_Task to carry out:_
For the records below, tally the lines that contain "bool" and give only that number.

[Saved entries]
• • •

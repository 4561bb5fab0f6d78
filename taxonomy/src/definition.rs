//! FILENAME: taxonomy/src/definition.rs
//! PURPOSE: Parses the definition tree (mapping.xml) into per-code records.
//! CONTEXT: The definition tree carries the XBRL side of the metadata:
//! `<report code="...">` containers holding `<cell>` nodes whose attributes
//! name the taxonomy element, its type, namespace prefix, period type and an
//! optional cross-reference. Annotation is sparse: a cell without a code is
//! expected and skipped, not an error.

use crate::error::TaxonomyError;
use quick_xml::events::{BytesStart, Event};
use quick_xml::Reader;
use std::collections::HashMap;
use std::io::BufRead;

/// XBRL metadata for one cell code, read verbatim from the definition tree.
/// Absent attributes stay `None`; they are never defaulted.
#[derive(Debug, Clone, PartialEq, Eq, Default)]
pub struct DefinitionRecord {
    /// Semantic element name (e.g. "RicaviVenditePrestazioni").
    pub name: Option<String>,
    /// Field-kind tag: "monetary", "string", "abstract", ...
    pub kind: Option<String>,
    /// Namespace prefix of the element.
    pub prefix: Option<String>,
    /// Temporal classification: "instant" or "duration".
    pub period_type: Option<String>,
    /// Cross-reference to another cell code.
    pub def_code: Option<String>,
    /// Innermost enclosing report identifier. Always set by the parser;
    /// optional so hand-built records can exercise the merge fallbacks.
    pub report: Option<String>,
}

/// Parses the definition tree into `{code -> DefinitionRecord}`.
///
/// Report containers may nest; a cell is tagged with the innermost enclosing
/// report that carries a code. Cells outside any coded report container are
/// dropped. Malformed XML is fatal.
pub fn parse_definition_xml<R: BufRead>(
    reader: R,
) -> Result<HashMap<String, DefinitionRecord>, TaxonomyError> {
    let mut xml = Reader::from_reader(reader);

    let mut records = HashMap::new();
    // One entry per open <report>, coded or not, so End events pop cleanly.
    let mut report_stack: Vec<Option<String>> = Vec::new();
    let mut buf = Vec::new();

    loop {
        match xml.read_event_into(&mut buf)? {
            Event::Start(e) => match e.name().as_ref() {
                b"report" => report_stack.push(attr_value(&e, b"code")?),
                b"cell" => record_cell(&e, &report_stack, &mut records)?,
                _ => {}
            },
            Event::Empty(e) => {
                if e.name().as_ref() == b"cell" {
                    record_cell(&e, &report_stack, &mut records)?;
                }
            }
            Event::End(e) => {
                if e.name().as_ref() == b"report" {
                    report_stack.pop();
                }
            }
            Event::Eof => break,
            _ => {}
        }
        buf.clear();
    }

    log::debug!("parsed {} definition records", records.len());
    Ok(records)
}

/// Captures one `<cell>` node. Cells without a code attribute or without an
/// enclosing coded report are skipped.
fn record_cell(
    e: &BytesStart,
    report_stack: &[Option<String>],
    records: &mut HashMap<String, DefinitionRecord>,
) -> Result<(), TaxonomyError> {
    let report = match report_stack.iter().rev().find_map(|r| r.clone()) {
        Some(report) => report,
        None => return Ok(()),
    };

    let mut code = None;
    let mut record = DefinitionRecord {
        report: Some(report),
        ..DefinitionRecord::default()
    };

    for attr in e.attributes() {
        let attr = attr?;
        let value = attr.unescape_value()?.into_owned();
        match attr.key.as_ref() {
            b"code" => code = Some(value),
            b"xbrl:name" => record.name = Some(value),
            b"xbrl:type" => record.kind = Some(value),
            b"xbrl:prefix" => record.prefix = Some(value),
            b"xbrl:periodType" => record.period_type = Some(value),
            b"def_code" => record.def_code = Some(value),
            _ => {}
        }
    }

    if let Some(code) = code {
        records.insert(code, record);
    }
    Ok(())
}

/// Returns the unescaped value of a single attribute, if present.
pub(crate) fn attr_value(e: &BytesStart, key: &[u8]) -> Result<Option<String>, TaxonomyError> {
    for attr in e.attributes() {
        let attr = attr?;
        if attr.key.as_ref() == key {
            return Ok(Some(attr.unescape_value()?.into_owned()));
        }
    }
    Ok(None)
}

• • •

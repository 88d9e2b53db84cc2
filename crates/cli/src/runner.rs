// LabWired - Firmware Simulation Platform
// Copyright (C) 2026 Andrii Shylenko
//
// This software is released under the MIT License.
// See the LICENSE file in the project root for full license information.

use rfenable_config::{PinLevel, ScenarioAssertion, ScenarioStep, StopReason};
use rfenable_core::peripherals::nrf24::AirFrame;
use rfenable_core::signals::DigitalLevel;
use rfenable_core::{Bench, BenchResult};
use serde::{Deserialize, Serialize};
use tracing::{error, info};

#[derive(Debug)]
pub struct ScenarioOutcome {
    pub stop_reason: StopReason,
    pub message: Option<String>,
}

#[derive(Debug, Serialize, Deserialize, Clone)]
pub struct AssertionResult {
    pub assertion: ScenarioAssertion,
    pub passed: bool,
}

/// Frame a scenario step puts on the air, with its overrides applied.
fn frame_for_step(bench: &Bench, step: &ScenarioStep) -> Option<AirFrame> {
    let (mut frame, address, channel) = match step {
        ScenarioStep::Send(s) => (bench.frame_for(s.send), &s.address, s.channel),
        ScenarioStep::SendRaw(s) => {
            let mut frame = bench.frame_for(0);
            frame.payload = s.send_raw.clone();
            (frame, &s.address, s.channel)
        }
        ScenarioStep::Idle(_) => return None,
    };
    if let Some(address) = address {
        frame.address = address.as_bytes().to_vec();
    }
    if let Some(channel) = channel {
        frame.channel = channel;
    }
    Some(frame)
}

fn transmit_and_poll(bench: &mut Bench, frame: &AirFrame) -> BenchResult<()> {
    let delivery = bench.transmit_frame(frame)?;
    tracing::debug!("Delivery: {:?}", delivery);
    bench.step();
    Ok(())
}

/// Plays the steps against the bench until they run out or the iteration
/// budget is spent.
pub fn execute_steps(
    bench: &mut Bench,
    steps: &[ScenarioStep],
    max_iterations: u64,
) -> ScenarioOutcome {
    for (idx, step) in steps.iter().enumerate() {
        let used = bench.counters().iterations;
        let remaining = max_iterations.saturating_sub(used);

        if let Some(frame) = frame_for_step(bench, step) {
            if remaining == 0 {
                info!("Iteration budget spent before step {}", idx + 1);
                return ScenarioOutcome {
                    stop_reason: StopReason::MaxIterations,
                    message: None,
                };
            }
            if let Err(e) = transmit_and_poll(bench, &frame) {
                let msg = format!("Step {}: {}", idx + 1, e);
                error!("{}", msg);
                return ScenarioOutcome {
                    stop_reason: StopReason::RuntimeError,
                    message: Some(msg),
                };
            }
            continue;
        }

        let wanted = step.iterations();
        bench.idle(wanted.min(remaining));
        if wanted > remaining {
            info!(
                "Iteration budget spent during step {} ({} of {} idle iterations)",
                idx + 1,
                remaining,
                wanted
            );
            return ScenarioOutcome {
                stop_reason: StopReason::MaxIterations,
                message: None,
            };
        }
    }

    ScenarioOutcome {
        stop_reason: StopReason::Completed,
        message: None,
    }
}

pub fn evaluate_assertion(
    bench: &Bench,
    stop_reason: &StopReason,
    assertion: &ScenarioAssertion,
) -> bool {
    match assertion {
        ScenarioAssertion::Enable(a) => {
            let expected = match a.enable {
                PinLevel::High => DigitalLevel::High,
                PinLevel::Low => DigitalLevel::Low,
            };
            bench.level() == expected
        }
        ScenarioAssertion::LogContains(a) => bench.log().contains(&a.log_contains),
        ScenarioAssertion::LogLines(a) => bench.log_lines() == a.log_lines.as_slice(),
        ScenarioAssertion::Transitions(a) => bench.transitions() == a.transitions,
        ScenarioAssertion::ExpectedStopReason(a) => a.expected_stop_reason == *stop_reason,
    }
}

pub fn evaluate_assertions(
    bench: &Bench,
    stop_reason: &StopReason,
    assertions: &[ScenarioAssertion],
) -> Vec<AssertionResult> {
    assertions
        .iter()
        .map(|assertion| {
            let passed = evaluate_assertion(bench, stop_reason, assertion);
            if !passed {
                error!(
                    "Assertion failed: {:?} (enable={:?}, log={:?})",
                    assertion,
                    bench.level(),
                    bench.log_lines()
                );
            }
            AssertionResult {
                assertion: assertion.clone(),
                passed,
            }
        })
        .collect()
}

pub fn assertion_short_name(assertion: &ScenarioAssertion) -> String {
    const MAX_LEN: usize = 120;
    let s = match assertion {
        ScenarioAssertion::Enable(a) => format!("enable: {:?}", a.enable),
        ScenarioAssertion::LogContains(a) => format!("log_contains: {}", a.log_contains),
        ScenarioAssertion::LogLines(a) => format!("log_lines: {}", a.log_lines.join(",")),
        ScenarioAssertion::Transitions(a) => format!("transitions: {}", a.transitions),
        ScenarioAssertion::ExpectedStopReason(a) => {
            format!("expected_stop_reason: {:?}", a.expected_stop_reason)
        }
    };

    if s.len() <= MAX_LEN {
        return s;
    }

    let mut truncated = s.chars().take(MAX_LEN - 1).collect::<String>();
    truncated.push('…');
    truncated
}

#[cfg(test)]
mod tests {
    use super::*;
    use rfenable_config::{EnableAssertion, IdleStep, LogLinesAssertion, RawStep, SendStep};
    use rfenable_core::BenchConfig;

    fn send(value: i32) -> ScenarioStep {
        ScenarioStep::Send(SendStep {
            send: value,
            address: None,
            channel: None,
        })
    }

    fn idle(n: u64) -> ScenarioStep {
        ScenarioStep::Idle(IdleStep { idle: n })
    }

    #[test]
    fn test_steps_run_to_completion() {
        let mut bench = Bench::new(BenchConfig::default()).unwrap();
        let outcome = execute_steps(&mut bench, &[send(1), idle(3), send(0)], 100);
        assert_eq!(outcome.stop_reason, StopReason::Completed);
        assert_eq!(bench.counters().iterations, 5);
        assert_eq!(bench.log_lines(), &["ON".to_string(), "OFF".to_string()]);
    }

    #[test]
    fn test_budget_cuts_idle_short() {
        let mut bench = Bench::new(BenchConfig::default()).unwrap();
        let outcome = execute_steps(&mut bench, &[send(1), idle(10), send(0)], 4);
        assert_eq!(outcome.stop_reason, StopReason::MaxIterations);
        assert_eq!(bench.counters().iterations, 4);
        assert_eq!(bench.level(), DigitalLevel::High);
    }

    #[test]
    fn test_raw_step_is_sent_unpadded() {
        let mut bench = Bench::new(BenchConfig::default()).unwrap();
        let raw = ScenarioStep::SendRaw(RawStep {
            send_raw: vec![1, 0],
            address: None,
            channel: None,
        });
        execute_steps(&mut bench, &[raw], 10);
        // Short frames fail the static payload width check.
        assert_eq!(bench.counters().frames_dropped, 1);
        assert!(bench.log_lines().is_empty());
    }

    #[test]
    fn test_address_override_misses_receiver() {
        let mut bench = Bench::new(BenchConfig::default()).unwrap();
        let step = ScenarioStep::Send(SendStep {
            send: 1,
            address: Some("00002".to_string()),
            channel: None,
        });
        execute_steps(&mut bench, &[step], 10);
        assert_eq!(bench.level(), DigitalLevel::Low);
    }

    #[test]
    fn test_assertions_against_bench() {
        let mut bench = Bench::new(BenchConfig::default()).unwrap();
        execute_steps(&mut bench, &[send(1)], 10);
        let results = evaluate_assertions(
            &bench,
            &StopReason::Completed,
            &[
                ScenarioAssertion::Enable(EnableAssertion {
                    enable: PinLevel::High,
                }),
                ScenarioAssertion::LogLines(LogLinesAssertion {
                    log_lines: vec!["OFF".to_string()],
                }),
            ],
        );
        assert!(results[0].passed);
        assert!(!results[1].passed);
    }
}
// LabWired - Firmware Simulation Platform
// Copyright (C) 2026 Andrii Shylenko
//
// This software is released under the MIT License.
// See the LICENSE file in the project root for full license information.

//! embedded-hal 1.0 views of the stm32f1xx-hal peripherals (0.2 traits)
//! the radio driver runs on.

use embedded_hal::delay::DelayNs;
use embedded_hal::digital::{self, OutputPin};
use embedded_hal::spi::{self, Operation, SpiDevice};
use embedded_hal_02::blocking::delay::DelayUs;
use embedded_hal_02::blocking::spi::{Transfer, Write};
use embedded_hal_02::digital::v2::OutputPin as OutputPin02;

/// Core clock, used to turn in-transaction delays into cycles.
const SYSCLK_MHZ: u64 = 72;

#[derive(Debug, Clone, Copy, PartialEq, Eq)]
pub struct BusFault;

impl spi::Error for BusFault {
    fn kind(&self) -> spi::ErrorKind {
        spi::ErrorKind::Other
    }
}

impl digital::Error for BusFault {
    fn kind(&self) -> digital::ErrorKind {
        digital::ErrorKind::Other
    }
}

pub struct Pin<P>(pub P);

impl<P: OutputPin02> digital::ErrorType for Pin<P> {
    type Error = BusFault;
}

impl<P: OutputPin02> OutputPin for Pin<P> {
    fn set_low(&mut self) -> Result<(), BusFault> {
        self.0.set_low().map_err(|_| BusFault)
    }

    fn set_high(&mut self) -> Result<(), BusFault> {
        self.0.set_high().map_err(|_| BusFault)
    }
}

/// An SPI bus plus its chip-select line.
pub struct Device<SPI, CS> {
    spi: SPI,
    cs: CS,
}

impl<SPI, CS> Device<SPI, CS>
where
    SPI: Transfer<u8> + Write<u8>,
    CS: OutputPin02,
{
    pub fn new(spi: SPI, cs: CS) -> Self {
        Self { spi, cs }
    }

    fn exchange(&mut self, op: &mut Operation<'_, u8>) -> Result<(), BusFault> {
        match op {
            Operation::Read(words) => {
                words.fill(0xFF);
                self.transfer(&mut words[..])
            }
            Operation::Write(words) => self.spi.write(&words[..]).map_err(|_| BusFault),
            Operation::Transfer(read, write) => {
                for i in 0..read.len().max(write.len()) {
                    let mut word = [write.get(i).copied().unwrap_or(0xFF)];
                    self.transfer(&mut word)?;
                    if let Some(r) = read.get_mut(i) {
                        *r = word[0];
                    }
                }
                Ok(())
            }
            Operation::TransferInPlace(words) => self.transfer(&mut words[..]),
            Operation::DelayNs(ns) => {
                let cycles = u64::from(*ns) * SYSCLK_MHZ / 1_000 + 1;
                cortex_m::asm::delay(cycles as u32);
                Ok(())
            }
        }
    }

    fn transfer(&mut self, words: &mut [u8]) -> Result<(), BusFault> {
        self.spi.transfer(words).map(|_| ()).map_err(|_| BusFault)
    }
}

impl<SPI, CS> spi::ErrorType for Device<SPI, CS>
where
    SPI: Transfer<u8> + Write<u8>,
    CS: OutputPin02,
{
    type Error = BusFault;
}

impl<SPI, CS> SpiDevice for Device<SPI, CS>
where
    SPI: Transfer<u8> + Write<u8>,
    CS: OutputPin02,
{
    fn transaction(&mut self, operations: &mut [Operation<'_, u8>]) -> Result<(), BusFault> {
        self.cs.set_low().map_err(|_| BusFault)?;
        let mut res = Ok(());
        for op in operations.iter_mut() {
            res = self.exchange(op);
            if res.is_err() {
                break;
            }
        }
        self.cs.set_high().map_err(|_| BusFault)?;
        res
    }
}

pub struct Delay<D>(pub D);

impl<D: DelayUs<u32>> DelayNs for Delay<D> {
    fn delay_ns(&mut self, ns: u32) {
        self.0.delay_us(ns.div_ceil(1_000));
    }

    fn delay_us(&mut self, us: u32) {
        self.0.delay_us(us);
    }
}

• • •

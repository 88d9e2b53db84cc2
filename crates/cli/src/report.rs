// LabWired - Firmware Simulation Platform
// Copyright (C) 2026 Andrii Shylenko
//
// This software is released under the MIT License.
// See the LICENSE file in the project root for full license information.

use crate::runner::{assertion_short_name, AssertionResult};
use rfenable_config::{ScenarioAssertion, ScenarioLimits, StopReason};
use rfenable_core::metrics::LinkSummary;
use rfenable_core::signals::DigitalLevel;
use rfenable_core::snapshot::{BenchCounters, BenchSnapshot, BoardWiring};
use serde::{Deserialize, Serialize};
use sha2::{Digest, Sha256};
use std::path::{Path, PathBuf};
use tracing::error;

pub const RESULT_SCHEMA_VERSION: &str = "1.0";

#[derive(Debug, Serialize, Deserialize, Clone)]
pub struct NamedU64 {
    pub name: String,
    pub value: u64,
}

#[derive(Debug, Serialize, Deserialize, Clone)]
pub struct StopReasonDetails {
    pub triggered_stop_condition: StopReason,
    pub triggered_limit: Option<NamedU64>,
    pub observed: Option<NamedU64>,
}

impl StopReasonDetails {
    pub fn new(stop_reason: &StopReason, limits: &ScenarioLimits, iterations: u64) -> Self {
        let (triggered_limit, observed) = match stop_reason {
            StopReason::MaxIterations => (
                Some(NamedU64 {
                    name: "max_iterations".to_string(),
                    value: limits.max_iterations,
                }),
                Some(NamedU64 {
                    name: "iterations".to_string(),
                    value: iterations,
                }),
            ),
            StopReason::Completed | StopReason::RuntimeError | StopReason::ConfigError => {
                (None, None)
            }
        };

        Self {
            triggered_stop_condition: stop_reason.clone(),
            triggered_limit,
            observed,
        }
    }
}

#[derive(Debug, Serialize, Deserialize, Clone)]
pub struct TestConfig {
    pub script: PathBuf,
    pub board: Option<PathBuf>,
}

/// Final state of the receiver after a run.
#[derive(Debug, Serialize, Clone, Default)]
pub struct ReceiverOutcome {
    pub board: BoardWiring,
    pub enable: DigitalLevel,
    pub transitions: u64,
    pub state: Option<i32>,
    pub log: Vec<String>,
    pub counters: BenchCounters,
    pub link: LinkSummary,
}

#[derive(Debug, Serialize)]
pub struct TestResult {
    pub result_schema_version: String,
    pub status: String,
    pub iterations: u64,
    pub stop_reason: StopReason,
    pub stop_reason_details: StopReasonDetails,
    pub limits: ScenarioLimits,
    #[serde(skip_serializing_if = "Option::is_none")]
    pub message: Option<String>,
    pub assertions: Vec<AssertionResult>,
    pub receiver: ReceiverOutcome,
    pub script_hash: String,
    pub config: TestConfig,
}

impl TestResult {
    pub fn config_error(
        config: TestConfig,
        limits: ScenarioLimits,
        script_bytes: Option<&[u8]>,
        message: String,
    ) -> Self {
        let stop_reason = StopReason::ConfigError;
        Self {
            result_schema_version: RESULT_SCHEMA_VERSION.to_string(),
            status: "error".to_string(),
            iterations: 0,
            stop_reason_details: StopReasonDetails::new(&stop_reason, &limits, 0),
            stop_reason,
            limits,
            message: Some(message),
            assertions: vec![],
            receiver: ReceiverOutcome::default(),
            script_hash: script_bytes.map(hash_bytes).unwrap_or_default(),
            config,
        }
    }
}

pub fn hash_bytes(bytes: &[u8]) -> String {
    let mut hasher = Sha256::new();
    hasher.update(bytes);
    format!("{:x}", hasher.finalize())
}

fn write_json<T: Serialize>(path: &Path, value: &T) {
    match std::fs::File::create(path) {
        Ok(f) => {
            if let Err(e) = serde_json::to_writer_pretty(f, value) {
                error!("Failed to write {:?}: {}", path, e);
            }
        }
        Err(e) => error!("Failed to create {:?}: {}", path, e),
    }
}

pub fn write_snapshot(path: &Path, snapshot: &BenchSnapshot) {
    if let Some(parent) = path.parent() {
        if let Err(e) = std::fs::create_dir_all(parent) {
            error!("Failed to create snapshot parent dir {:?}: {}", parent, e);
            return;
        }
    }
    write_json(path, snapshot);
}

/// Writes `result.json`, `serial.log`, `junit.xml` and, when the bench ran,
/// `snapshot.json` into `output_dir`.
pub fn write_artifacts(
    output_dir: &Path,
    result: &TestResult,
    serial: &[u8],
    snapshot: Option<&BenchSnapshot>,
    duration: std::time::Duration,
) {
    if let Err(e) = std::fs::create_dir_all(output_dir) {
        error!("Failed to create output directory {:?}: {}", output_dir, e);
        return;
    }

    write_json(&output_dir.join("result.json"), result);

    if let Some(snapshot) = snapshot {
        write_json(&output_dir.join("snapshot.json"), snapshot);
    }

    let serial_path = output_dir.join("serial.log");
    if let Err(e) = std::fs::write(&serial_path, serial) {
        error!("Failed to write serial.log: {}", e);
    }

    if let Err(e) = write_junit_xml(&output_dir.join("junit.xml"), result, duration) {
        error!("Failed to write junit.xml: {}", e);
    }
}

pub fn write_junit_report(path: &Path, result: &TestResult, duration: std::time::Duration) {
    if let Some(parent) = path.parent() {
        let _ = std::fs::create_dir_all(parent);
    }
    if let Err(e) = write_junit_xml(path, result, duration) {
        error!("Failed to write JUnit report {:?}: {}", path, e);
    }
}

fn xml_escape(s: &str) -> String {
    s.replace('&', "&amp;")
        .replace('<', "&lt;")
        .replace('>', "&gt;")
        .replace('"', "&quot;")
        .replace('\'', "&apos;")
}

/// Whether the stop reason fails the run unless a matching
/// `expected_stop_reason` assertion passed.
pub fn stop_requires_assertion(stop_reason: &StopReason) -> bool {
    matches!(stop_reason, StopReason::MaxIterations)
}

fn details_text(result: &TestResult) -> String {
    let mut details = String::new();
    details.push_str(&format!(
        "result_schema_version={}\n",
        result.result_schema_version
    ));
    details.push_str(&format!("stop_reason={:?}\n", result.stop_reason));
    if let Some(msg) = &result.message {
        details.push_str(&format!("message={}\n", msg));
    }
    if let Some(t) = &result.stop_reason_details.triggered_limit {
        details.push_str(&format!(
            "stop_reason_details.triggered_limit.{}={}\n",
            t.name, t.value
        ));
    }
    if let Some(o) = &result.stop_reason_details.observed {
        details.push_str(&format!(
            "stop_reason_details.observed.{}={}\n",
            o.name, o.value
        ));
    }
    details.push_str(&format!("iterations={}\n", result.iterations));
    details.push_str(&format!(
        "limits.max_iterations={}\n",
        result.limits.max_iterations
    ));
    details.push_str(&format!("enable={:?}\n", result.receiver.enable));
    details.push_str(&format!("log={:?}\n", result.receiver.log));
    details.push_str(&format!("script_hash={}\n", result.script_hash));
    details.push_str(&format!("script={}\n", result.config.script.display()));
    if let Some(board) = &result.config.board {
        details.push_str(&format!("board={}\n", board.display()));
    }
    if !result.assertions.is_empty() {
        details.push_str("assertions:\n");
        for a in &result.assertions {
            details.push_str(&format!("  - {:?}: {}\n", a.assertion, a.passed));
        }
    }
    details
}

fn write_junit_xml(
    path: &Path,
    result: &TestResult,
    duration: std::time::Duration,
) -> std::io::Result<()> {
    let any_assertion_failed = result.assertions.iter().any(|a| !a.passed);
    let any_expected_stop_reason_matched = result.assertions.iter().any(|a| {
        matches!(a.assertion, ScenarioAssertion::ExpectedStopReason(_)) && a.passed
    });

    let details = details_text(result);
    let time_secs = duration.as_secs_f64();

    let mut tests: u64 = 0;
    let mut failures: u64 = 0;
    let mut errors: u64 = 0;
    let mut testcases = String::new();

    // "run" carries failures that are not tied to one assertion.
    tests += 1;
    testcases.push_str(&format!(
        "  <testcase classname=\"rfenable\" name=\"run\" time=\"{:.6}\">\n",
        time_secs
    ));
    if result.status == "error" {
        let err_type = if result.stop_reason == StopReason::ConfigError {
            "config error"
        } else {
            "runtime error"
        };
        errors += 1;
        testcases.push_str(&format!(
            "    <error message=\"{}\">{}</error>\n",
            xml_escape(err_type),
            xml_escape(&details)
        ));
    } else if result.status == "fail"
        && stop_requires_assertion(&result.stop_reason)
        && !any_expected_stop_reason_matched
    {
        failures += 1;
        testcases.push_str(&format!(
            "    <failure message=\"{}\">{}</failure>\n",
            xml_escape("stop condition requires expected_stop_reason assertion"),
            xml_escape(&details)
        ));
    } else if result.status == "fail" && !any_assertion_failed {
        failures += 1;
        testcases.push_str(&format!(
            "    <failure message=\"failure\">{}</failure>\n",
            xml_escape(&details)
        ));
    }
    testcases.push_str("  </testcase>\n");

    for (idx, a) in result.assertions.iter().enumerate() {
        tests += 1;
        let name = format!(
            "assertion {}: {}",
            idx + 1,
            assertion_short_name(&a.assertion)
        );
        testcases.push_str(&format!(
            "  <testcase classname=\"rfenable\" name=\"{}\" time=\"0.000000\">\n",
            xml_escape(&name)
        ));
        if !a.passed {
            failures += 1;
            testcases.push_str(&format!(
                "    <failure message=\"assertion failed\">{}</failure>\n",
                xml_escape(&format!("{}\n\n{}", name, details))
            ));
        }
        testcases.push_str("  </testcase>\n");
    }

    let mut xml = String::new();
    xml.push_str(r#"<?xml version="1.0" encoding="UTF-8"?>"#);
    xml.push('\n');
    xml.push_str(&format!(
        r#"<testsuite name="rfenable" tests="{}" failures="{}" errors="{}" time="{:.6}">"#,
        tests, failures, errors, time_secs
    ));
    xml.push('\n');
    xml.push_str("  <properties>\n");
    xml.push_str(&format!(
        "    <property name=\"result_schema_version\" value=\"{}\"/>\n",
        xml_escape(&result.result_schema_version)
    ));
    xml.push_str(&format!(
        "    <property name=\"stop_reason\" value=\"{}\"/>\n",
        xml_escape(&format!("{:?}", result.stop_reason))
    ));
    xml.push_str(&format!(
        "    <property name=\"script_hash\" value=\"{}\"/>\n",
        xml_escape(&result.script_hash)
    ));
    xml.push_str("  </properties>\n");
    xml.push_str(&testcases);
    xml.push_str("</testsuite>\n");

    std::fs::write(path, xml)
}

• • •

_Answer space:_
3